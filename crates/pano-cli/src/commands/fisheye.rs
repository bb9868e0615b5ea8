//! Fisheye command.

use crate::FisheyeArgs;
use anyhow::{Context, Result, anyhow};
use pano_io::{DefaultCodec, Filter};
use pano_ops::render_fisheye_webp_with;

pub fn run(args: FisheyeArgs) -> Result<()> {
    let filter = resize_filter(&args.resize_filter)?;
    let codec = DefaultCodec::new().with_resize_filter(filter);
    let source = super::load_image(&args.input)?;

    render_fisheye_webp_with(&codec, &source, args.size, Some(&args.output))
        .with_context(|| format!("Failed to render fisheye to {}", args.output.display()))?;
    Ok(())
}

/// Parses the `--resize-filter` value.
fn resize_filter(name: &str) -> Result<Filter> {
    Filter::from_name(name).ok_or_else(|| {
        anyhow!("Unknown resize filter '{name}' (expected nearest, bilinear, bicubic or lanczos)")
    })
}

.....

## TASK PROMPT
Return, in full, every line of these entries that holds "output".

## ANSWER AREA
    render_fisheye_webp_with(&codec, &source, args.size, Some(&args.output))
        .with_context(|| format!("Failed to render fisheye to {}", args.output.display()))?;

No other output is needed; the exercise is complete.